The ubiquitous in face creams,
Polyethylene glycols (Pegs), make ingredients, good or bad, absorbed faster into deeper parts of the skin, and can also reduce the skin’s moisture levels and speed up skin ageing.

I have stopped looking, I can’t afford to throw out any more personal care products :laughing:

3 Likes

It’s called Puffery and as long as it doesn’t go too far it is perfectly legal just in my opinion immoral at the least and I would like it to be cut down to much less puffery to remain legal.
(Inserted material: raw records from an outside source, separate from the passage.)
//! Phone-verification challenge bookkeeping
//!
//! [`PhoneVerifier`] issues 6-digit challenges against an account's
//! phone number and checks them under the account lock. Delivery is
//! behind the [`SmsGateway`] trait; the challenge is stored *before*
//! delivery is attempted, so a broken gateway degrades to handing the
//! code back to the caller instead of failing the operation.

use crate::core::ledger_store::LedgerStore;
use crate::types::account::AccountId;
use crate::types::error::LedgerError;
use chrono::{DateTime, Duration, Utc};
use rand::Rng;
use std::sync::Arc;
use tracing::{instrument, warn};

/// Challenges expire this long after being issued
const CODE_VALIDITY_MINUTES: i64 = 10;

/// Outbound SMS delivery
///
/// Implementations only deliver; the verifier keeps the challenge and
/// does the comparison itself.
pub trait SmsGateway: Send + Sync {
    fn send_code(&self, phone: &str, code: &str) -> Result<(), String>;
}

/// Outcome of issuing a verification code
#[derive(Debug, Clone, PartialEq, Eq)]
pub enum CodeDelivery {
    /// The gateway accepted the message
    Delivered,
    /// The gateway failed; the code is still active and is returned so
    /// the caller can surface it through another channel
    Undelivered { code: String, error: String },
}

/// Phone-verification workflow over the ledger store
pub struct PhoneVerifier {
    store: Arc<LedgerStore>,
    gateway: Arc<dyn SmsGateway>,
}

impl PhoneVerifier {
    pub fn new(store: Arc<LedgerStore>, gateway: Arc<dyn SmsGateway>) -> Self {
        PhoneVerifier { store, gateway }
    }

    /// Issue a fresh challenge for the account's phone number
    ///
    /// Overwrites any previous challenge. The challenge is stored
    /// before delivery is attempted.
    ///
    /// # Errors
    ///
    /// - `NoPhoneNumber` if the account has no phone on file
    /// - `PhoneAlreadyVerified` if verification already succeeded
    #[instrument(name = "phone_verifier.send_code", skip(self), err)]
    pub fn send_code(
        &self,
        account: AccountId,
        now: DateTime<Utc>,
    ) -> Result<CodeDelivery, LedgerError> {
        let cell = self.store.handle(account)?;
        let mut row = cell.lock()?;
        let Some(phone) = row.phone_number.clone() else {
            return Err(LedgerError::NoPhoneNumber { account });
        };
        if row.phone_verified {
            return Err(LedgerError::PhoneAlreadyVerified { account });
        }

        let code = format!("{:06}", rand::rng().random_range(0..1_000_000u32));
        row.verification_code = Some(code.clone());
        row.verification_sent_at = Some(now);
        drop(row);

        match self.gateway.send_code(&phone, &code) {
            Ok(()) => Ok(CodeDelivery::Delivered),
            Err(error) => {
                warn!(account, %error, "verification SMS delivery failed");
                Ok(CodeDelivery::Undelivered { code, error })
            }
        }
    }

    /// Check a submitted code against the stored challenge
    ///
    /// # Errors
    ///
    /// - `NoVerificationPending` without an outstanding challenge
    /// - `ExpiredVerificationCode` past the validity window; the
    ///   challenge is cleared
    /// - `InvalidVerificationCode` on a mismatch; the challenge stays
    ///   so the holder may retype it
    #[instrument(name = "phone_verifier.verify", skip(self, code), err)]
    pub fn verify(
        &self,
        account: AccountId,
        code: &str,
        now: DateTime<Utc>,
    ) -> Result<(), LedgerError> {
        let cell = self.store.handle(account)?;
        let mut row = cell.lock()?;
        if row.phone_verified {
            return Err(LedgerError::PhoneAlreadyVerified { account });
        }
        let (Some(stored), Some(sent_at)) =
            (row.verification_code.clone(), row.verification_sent_at)
        else {
            return Err(LedgerError::NoVerificationPending { account });
        };

        if now - sent_at > Duration::minutes(CODE_VALIDITY_MINUTES) {
            row.verification_code = None;
            row.verification_sent_at = None;
            return Err(LedgerError::ExpiredVerificationCode { account });
        }
        if stored != code {
            return Err(LedgerError::InvalidVerificationCode { account });
        }

        row.phone_verified = true;
        row.verification_code = None;
        row.verification_sent_at = None;
        Ok(())
    }
}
We have a topic about it on this site

3 Likes

While I am now 82 and retired from being a chemist, not in formulating cosmetics, I am fairly aware of ingredients etc.
Shampoo and toothpaste are designed to clean and therefore need surfactants to do the job. They are only in contact with your skin for a short time but if you find you have a reaction change product. It might not be that ingredient but a combination.
Re preservatives they need to be “poisonous “ to do their job. They are there in such minute quantities and you use so little ‘Don’t worry’. You would prefer there not be mould growth.
Don’t throw out, use in min amounts to do the job or use for hand cleaner. Yes, stop reading ingredients if they worry you. If you Google virtually anything just about everything causes cancer etc, but in what concentration etc.
What I find interesting is that even the high $ products have many of the same ingredients (because they work), often hidden with lots of non cleaning additives but the cost of ingredients is virtually nothing compared to the selling price.

6 Likes

I have noticed that too.
But a few of the very expensive ones have Caviar extract :laughing::laughing:

2 Likes

Why don’t they just call it fish egg stuff?

Is it really stuff from a sturgeon?
Unless the labelling is very concise it might just be fats or fish oil extracted from mullet caught near the local sewage outflow!! :roll_eyes:

‘Uranium or plutonium enriched cream’ might also be a big seller for that lingering afterglow. :rofl::rofl::rofl:

4 Likes

I’ve come accross some of the preservatives approved by the ACO such as Naticide, Ascorbic acid, Grapefruit seed oil…why not use those if they do a good job as preservatives?